Activity ->
Lines with the word "filename" are the answer; copy each of them from the data below.

===== Data section =====

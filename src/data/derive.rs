//! Metric derivation per aligned time point.

use std::fmt;

use serde::Serialize;

use super::align::{fill_gaps, AlignedTimePoint, Reading, Slot};
use super::interval::{Direction, IntervalSample};

/// A tracked metric.
#[derive(Debug, Clone, Copy, PartialEq, Eq, Hash, PartialOrd, Ord, Serialize)]
#[serde(rename_all = "snake_case")]
pub enum Metric {
    /// Bytes transferred per interval.
    Bytes,
    /// Bitrate in bits per second.
    Throughput,
    /// Lost packets as a percentage of packets sent.
    PacketLoss,
    /// Jitter in milliseconds.
    Jitter,
}

impl Metric {
    /// All metrics in plotting order.
    pub const ALL: [Metric; 4] = [
        Metric::Bytes,
        Metric::Throughput,
        Metric::PacketLoss,
        Metric::Jitter,
    ];

    /// File name key, e.g. `packetLoss`.
    pub fn key(&self) -> &'static str {
        match self {
            Metric::Bytes => "bytes",
            Metric::Throughput => "throughput",
            Metric::PacketLoss => "packetLoss",
            Metric::Jitter => "jitter",
        }
    }

    /// File name key after a direction prefix, e.g. `senderPacketLoss`.
    pub fn suffix(&self) -> &'static str {
        match self {
            Metric::Bytes => "Bytes",
            Metric::Throughput => "Throughput",
            Metric::PacketLoss => "PacketLoss",
            Metric::Jitter => "Jitter",
        }
    }

    /// Plot title, optionally naming a single direction.
    pub fn title(&self, direction: Option<Direction>) -> String {
        let who = direction.map(|d| format!("{} ", d.title())).unwrap_or_default();
        match self {
            Metric::Bytes => format!("Network Throughput: {who}Bytes Over Time"),
            Metric::Throughput => format!("Network Throughput: {who}Bitrate Over Time"),
            Metric::PacketLoss => {
                format!("Network Quality: {who}Packet Loss Percentage Over Time")
            }
            Metric::Jitter => format!("Network Quality: {who}Jitter Measurements Over Time"),
        }
    }

    /// Y-axis label.
    pub fn y_label(&self) -> &'static str {
        match self {
            Metric::Bytes => "Bytes",
            Metric::Throughput => "Bits per second",
            Metric::PacketLoss => "Packet Loss (%)",
            Metric::Jitter => "Jitter (ms)",
        }
    }

    /// Whether the metric belongs to the throughput family, which may share
    /// one y-axis range across directions.
    pub fn is_throughput(&self) -> bool {
        matches!(self, Metric::Bytes | Metric::Throughput)
    }

    /// Compute the metric for one interval.
    pub fn evaluate(&self, sample: &IntervalSample) -> Reading {
        match self {
            Metric::Bytes => Reading::Value(sample.bytes as f64),
            Metric::Throughput => Reading::Value(
                sample
                    .bits_per_second
                    .unwrap_or_else(|| sample.bytes as f64 * 8.0 / sample.duration()),
            ),
            Metric::PacketLoss => match (sample.packets, sample.lost_packets) {
                (Some(sent), Some(lost)) if sent > 0 => {
                    Reading::Value(lost as f64 / sent as f64 * 100.0)
                }
                _ => Reading::Undefined,
            },
            Metric::Jitter => sample.jitter_ms.map_or(Reading::Undefined, Reading::Value),
        }
    }
}

impl fmt::Display for Metric {
    fn fmt(&self, f: &mut fmt::Formatter<'_>) -> fmt::Result {
        f.write_str(match self {
            Metric::Bytes => "bytes",
            Metric::Throughput => "throughput",
            Metric::PacketLoss => "packet loss",
            Metric::Jitter => "jitter",
        })
    }
}

/// The enabled (metric, direction) pairs, in plotting order.
#[derive(Debug, Clone, Default, PartialEq, Eq)]
pub struct MetricSelection {
    pairs: Vec<(Metric, Direction)>,
}

impl MetricSelection {
    /// Build a selection; pairs are sorted and deduplicated.
    pub fn new(pairs: impl IntoIterator<Item = (Metric, Direction)>) -> Self {
        let mut pairs: Vec<_> = pairs.into_iter().collect();
        pairs.sort();
        pairs.dedup();
        Self { pairs }
    }

    /// Every metric for both directions.
    pub fn all() -> Self {
        Self::new(
            Metric::ALL
                .into_iter()
                .flat_map(|m| Direction::ALL.into_iter().map(move |d| (m, d))),
        )
    }

    pub fn contains(&self, metric: Metric, direction: Direction) -> bool {
        self.pairs.contains(&(metric, direction))
    }

    pub fn iter(&self) -> impl Iterator<Item = (Metric, Direction)> + '_ {
        self.pairs.iter().copied()
    }

    pub fn is_empty(&self) -> bool {
        self.pairs.is_empty()
    }

    pub fn len(&self) -> usize {
        self.pairs.len()
    }
}

/// Options for the metric deriver.
#[derive(Debug, Clone, Copy)]
pub struct DeriveOptions {
    /// Decimal places kept on every derived value.
    pub precision_digits: u32,
    /// Fill interior gaps by linear interpolation.
    pub interpolate_missing: bool,
}

impl Default for DeriveOptions {
    fn default() -> Self {
        Self {
            precision_digits: 6,
            interpolate_missing: false,
        }
    }
}

/// Derived readings for one (metric, direction) pair.
#[derive(Debug, Clone, PartialEq)]
pub struct DerivedLine {
    pub metric: Metric,
    pub direction: Direction,
    /// One reading per aligned time point.
    pub readings: Vec<Reading>,
}

/// All derived lines over the shared axis.
#[derive(Debug, Clone, PartialEq)]
pub struct DerivedMetrics {
    pub times: Vec<f64>,
    pub lines: Vec<DerivedLine>,
}

/// Compute every selected metric at every aligned point.
///
/// Gaps are filled first (when enabled), then all values are rounded to
/// `precision_digits` once.
pub fn derive_metrics(
    points: &[AlignedTimePoint],
    selection: &MetricSelection,
    options: &DeriveOptions,
) -> DerivedMetrics {
    let times: Vec<f64> = points.iter().map(|p| p.time).collect();

    let lines = selection
        .iter()
        .map(|(metric, direction)| {
            let raw: Vec<Reading> = points
                .iter()
                .map(|point| match point.slot(direction) {
                    Slot::Observed(sample) => metric.evaluate(sample),
                    Slot::Missing => Reading::Gap,
                })
                .collect();

            let filled = if options.interpolate_missing {
                fill_gaps(&times, &raw)
            } else {
                raw
            };

            let readings = filled
                .into_iter()
                .map(|reading| match reading {
                    Reading::Value(v) => Reading::Value(round_to(v, options.precision_digits)),
                    other => other,
                })
                .collect();

            DerivedLine {
                metric,
                direction,
                readings,
            }
        })
        .collect();

    DerivedMetrics { times, lines }
}

/// Round to a number of decimal places.
pub fn round_to(value: f64, digits: u32) -> f64 {
    let scale = 10f64.powi(digits.min(15) as i32);
    let scaled = value * scale;
    if scaled.is_finite() {
        scaled.round() / scale
    } else {
        value
    }
}
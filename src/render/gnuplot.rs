//! External backend: pipes a generated script through `gnuplot`.

use std::fmt::Write as _;
use std::io::{ErrorKind, Write};
use std::path::PathBuf;
use std::process::{Command, Stdio};

use tracing::debug;

use super::request::{PlotStyle, RenderRequest};
use super::RenderBackend;
use crate::error::RenderError;

/// Renders plots with a gnuplot text terminal.
#[derive(Debug, Clone)]
pub struct GnuplotBackend {
    program: PathBuf,
}

impl Default for GnuplotBackend {
    fn default() -> Self {
        Self::new()
    }
}

impl GnuplotBackend {
    /// Use `gnuplot` from `PATH`.
    pub fn new() -> Self {
        Self::with_program("gnuplot")
    }

    pub fn with_program(program: impl Into<PathBuf>) -> Self {
        Self {
            program: program.into(),
        }
    }
}

impl RenderBackend for GnuplotBackend {
    fn name(&self) -> &str {
        "gnuplot"
    }

    fn render(&self, request: &RenderRequest) -> Result<String, RenderError> {
        if request.lines.is_empty() {
            return Err(RenderError::Degenerate("no lines to draw".to_string()));
        }
        let script = script(request);
        debug!(program = %self.program.display(), bytes = script.len(), "Running gnuplot");

        let mut child = Command::new(&self.program)
            .stdin(Stdio::piped())
            .stdout(Stdio::piped())
            .stderr(Stdio::piped())
            .spawn()
            .map_err(RenderError::Spawn)?;

        if let Some(mut stdin) = child.stdin.take() {
            // A renderer that exits early closes the pipe; its status tells why.
            if let Err(err) = stdin.write_all(script.as_bytes()) {
                if err.kind() != ErrorKind::BrokenPipe {
                    return Err(err.into());
                }
            }
        }
        let output = child.wait_with_output()?;

        if !output.status.success() {
            return Err(RenderError::Failed {
                status: output.status,
                stderr: String::from_utf8_lossy(&output.stderr).trim().to_string(),
            });
        }
        Ok(String::from_utf8_lossy(&output.stdout).into_owned())
    }
}

/// Generate the gnuplot script for a request.
pub fn script(request: &RenderRequest) -> String {
    let mut s = String::new();
    // Writing to a String cannot fail.
    let _ = writeln!(
        s,
        "set terminal {} size {},{}",
        request.terminal, request.width, request.height
    );
    let _ = writeln!(s, "set title \"{}\"", quote(&request.title));
    let _ = writeln!(s, "set xlabel \"{}\"", quote(&request.x_label));
    if let Some(label) = &request.y_label {
        let _ = writeln!(s, "set ylabel \"{}\"", quote(label));
    }
    if request.compact_ylabel {
        s.push_str("set format y \"%.2g\"\n");
    }
    if request.grid {
        s.push_str("set grid\n");
    }
    match request.legend {
        Some(position) => {
            let _ = writeln!(s, "set key {}", position.key_position());
        }
        None => s.push_str("unset key\n"),
    }
    let _ = writeln!(
        s,
        "set xrange [{}:{}]",
        request.x_range.min, request.x_range.max
    );
    let _ = writeln!(
        s,
        "set yrange [{}:{}]",
        request.y_range.min, request.y_range.max
    );

    for (i, line) in request.lines.iter().enumerate() {
        let _ = writeln!(s, "$line{i} << EOD");
        for (x, y) in &line.points {
            let _ = writeln!(s, "{x} {y}");
        }
        s.push_str("EOD\n");
    }

    let clauses: Vec<String> = request
        .lines
        .iter()
        .enumerate()
        .map(|(i, line)| {
            let point = match request.style {
                PlotStyle::Lines => String::new(),
                PlotStyle::Points => format!(" pt \"{}\"", line.glyph),
                PlotStyle::LinesPoints => format!(" pt \"{}\"", request.point_glyph),
            };
            format!(
                "$line{i} using 1:2 with {}{point} title \"{}\"",
                request.style.keyword(),
                quote(&format!("{} {}", line.glyph, line.label))
            )
        })
        .collect();
    let _ = writeln!(s, "plot {}", clauses.join(", "));
    s
}

fn quote(text: &str) -> String {
    text.replace('\\', "\\\\").replace('"', "\\\"")
}
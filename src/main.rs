use std::path::PathBuf;

use anyhow::Result;
use clap::Parser;
use tracing::error;

use kiwa::config::{self, Config};
use kiwa::logging;

/// Paired punctuation and symbols from the menu bar
#[derive(Parser, Debug)]
#[command(name = "kiwa")]
#[command(version = env!("CARGO_PKG_VERSION"), about, long_about = None)]
struct Args {
    /// Path to config file (default: ~/.kiwa/config.json)
    #[arg(short, long, value_name = "FILE")]
    config: Option<PathBuf>,

    /// Print the default configuration as JSON and exit
    #[arg(long)]
    print_default_config: bool,
}

fn main() -> Result<()> {
    let args = Args::parse();

    if args.print_default_config {
        println!("{}", Config::default().to_pretty_json());
        return Ok(());
    }

    // Kept alive until main returns so the file writer flushes
    let _logging_guard = logging::init();

    let config_path = args.config.unwrap_or_else(config::config_path);
    let loaded = config::load_config(Some(&config_path));

    run(loaded, config_path)
}

#[cfg(not(target_os = "macos"))]
fn run(_config: Config, _config_path: PathBuf) -> Result<()> {
    error!(os = std::env::consts::OS, "Kiwa only runs on macOS");
    anyhow::bail!("unsupported platform: {}", std::env::consts::OS)
}

#[cfg(target_os = "macos")]
fn run(config: Config, config_path: PathBuf) -> Result<()> {
    use std::sync::Arc;

    use kiwa::app_state::AppEvent;
    use kiwa::dispatch::ui_channel;
    use kiwa::platform;

    platform::configure_as_accessory_app();
    if !platform::accessibility_trusted() {
        tracing::warn!(
            "Accessibility permission not granted; keys typed while another app is focused will not reach the panel"
        );
    }

    let (events, queue) = ui_channel::<AppEvent>(Arc::new(|| {
        platform::dispatch_to_main(ui::drain_ui_queue)
    }));

    // The tray and hotkey manager need the run loop, so build everything on
    // its first turn
    platform::dispatch_to_main(move || match ui::start(config, config_path, events, queue) {
        Ok(()) => tracing::info!(event_type = "app_lifecycle", action = "ready", "Kiwa ready"),
        Err(e) => {
            error!(error = %e, "Startup failed");
            platform::stop_application();
        }
    });

    platform::run_application();

    ui::shutdown();
    tracing::info!(event_type = "app_lifecycle", action = "exit", "Kiwa exiting");
    Ok(())
}

#[cfg(target_os = "macos")]
mod ui {
    use std::cell::RefCell;
    use std::path::PathBuf;
    use std::sync::Arc;

    use anyhow::{Context, Result};
    use tracing::{info, warn};

    use kiwa::app_state::{AppEvent, AppServices, AppState};
    use kiwa::config::Config;
    use kiwa::dispatch::{UiQueue, UiSender};
    use kiwa::hotkeys::{self, GlobalHotkeyBackend};
    use kiwa::insertion::ArboardClipboard;
    use kiwa::panel::{PanelDeps, StatusIndicator};
    use kiwa::platform::{self, MacFocusRegistry, MacInputHook, MacPanel, MacScreen};
    use kiwa::settings::ConfigFileSettings;
    use kiwa::tray::TrayManager;
    use kiwa::watcher::{self, ConfigWatcher};

    /// State owned by the main thread for the lifetime of the run loop
    struct UiContext {
        queue: UiQueue<AppEvent>,
        app: AppState,
        _watcher: Option<ConfigWatcher>,
    }

    thread_local! {
        static UI: RefCell<Option<UiContext>> = const { RefCell::new(None) };
    }

    /// Stand-in when the status item cannot be created
    struct NoStatusItem;

    impl StatusIndicator for NoStatusItem {
        fn set_active(&mut self, _active: bool) {}
    }

    pub(super) fn drain_ui_queue() {
        UI.with(|cell| {
            // Already draining further up the stack; that loop picks the event up
            let Ok(mut slot) = cell.try_borrow_mut() else {
                return;
            };
            if let Some(UiContext { queue, app, .. }) = slot.as_mut() {
                queue.drain(|event| app.handle(event));
            }
        });
    }

    pub(super) fn start(
        config: Config,
        config_path: PathBuf,
        events: UiSender<AppEvent>,
        queue: UiQueue<AppEvent>,
    ) -> Result<()> {
        let hotkey_backend = GlobalHotkeyBackend::new().context("Failed to create hotkey manager")?;

        let click_events = events.clone();
        let surface = MacPanel::new(move |session, point| {
            click_events.post(AppEvent::PanelClicked { session, point });
        })
        .context("Failed to create panel window")?;

        let indicator: Box<dyn StatusIndicator> = match TrayManager::new(events.clone()) {
            Ok(tray) => Box::new(tray),
            Err(e) => {
                warn!(error = %e, "Status item unavailable, hotkey is the only way to open the panel");
                Box::new(NoStatusItem)
            }
        };

        let services = AppServices {
            hotkeys: Box::new(hotkey_backend),
            panel: PanelDeps {
                surface: Box::new(surface),
                screen: Box::new(MacScreen),
                indicator,
                input: Box::new(MacInputHook::new()),
                focus: Arc::new(MacFocusRegistry),
            },
            clipboard: Box::new(ArboardClipboard::new()),
            settings: Box::new(ConfigFileSettings::new(config_path.clone())),
            on_quit: Box::new(platform::stop_application),
        };

        let mut app = AppState::new(config, services, events.clone());
        if let Err(e) = app.start() {
            warn!(error = %e, "Hotkey not registered, the status item still opens the panel");
        }

        let hotkey_events = events.clone();
        hotkeys::start_hotkey_listener(move |id| {
            hotkey_events.post(AppEvent::HotkeyFired(id));
        })
        .context("Failed to spawn hotkey listener")?;

        let watcher = start_config_watcher(config_path, events);

        UI.with(|cell| {
            *cell.borrow_mut() = Some(UiContext {
                queue,
                app,
                _watcher: watcher,
            });
        });

        // Anything posted while wiring up
        drain_ui_queue();
        Ok(())
    }

    /// Reload on file changes and hand the parsed config to the UI context.
    fn start_config_watcher(config_path: PathBuf, events: UiSender<AppEvent>) -> Option<ConfigWatcher> {
        let (mut config_watcher, reloads) = ConfigWatcher::new(config_path.clone());
        if let Err(e) = config_watcher.start() {
            warn!(error = %e, path = %config_path.display(), "Config watcher not started, edits need a restart");
            return None;
        }

        let bridge = watcher::spawn_reload_bridge(config_path, reloads, move |config| {
            events.post(AppEvent::ConfigReloaded(Box::new(config)))
        });
        if let Err(e) = bridge {
            warn!(error = %e, "Failed to spawn config reload thread");
            return None;
        }

        info!(event_type = "config", action = "watching", "Watching config for changes");
        Some(config_watcher)
    }

    /// Tear down panel, monitors and hotkey before the process exits.
    pub(super) fn shutdown() {
        UI.with(|cell| {
            if let Ok(mut slot) = cell.try_borrow_mut() {
                slot.take();
            }
        });
    }
}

=====

Task output ->
filename src/data/derive.rs
filename src/render/gnuplot.rs
filename src/main.rs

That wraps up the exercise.